_Required action_
Copy each line below in which the string "before" appears.

# # #

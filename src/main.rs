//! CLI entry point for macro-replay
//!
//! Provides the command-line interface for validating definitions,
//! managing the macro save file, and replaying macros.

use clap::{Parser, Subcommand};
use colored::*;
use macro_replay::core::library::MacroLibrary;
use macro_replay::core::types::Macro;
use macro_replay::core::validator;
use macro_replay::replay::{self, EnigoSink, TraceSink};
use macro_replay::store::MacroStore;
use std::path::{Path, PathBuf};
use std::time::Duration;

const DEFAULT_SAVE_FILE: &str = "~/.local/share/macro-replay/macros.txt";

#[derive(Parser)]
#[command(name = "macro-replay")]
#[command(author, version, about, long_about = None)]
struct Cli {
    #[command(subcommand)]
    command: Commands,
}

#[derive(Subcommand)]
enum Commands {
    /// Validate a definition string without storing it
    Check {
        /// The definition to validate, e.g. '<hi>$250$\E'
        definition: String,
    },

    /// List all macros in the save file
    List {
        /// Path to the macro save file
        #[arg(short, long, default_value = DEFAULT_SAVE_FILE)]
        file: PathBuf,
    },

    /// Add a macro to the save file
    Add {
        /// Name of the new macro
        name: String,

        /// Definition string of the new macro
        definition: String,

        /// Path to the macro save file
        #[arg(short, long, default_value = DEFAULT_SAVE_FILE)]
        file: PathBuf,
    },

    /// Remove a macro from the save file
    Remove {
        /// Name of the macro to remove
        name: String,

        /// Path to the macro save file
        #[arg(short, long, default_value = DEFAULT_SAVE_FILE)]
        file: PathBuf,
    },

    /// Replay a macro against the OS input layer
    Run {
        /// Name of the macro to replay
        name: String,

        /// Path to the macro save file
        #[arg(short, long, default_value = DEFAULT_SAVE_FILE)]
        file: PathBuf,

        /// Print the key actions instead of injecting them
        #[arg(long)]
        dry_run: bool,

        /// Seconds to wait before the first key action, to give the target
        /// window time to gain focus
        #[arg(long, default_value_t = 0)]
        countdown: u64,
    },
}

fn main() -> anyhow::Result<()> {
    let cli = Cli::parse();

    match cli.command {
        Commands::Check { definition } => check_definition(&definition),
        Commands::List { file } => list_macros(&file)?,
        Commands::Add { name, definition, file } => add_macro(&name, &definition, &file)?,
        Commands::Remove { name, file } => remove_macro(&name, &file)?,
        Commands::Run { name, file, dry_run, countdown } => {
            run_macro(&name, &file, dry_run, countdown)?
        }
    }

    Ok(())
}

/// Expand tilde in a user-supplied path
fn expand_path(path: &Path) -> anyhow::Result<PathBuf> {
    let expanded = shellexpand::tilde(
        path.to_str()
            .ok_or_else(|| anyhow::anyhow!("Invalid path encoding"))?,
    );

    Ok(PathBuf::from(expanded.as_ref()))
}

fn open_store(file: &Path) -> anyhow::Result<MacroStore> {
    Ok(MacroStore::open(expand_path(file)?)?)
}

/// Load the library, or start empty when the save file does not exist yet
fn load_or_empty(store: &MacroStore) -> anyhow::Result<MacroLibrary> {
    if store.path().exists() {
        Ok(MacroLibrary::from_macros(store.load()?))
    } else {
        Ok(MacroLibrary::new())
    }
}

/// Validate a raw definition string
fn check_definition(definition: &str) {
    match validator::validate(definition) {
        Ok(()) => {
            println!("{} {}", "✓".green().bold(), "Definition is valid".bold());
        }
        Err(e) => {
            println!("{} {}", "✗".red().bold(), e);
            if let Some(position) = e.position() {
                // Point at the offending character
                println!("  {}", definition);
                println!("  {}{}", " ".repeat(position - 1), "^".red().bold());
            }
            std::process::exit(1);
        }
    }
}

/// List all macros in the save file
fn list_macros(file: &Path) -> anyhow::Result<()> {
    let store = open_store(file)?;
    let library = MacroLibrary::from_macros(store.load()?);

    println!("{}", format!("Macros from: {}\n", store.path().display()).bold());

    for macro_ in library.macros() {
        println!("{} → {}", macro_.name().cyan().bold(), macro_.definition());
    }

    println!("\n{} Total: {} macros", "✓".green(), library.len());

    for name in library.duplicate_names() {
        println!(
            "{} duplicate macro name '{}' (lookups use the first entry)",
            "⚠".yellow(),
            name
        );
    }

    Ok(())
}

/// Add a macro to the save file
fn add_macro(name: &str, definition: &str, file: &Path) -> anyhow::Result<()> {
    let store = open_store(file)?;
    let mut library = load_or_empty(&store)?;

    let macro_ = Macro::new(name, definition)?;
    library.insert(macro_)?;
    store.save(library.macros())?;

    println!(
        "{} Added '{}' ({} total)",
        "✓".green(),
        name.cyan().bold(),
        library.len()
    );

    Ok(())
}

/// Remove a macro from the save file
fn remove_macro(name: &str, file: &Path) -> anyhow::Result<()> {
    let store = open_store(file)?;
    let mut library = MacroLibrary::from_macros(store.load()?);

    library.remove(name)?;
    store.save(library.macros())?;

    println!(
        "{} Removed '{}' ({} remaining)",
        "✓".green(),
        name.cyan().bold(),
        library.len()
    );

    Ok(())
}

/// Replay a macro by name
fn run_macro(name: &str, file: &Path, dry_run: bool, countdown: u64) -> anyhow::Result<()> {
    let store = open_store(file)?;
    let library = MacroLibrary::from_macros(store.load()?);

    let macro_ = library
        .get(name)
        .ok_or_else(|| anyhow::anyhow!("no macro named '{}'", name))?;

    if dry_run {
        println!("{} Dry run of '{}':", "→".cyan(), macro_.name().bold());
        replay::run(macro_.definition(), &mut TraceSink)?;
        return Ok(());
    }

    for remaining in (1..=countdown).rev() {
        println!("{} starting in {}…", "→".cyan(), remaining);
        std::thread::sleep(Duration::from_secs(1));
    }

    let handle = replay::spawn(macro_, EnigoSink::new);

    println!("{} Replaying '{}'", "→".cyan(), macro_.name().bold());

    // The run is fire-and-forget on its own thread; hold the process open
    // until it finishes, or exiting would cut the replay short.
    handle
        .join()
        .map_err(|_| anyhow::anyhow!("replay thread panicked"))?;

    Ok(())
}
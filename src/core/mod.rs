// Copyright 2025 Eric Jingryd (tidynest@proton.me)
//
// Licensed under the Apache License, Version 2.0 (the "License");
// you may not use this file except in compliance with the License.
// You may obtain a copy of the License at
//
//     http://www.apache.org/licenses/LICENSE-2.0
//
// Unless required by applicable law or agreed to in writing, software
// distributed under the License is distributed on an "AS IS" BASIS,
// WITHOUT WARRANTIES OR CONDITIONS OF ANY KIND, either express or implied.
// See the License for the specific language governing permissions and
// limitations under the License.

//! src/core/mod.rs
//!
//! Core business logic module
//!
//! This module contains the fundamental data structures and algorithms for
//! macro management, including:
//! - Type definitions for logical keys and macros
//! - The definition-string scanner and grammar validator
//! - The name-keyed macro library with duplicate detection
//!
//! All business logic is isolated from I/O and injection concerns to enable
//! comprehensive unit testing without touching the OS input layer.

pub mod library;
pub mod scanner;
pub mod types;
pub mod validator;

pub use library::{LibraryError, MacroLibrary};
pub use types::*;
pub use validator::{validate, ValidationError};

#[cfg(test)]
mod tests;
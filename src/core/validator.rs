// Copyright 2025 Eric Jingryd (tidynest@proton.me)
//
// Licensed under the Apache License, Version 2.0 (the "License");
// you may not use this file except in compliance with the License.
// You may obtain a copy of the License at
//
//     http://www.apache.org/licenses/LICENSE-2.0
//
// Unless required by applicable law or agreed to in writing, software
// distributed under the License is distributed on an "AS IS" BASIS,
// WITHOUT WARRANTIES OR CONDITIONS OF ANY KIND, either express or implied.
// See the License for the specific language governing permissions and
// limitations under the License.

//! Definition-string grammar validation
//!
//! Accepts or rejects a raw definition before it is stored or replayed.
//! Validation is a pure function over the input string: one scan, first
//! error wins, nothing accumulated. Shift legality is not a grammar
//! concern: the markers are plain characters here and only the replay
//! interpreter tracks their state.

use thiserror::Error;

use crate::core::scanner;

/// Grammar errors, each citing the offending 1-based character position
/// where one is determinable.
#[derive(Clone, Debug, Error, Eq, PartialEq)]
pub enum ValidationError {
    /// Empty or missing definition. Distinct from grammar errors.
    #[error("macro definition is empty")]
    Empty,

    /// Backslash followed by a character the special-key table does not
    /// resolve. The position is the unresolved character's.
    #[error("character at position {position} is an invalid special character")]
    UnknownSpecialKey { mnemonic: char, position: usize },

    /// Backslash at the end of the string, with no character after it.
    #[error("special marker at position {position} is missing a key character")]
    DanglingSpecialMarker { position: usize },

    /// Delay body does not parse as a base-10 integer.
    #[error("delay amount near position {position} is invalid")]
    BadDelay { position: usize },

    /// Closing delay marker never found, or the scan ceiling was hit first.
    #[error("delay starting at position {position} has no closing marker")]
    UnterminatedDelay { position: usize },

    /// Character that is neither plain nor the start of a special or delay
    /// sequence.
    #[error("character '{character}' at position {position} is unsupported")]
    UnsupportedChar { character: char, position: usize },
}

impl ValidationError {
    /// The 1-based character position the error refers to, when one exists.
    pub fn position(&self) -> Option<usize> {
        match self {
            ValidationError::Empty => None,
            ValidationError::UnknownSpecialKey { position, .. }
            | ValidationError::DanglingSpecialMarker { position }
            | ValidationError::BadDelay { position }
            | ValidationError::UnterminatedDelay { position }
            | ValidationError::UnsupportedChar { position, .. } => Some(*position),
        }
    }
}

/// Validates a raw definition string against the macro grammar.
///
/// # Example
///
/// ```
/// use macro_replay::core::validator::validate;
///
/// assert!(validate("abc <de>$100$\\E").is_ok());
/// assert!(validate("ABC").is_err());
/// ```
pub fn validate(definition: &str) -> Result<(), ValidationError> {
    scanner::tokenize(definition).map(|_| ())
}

# # #

_Solution_
        /// Seconds to wait before the first key action, to give the target
//! Accepts or rejects a raw definition before it is stored or replayed.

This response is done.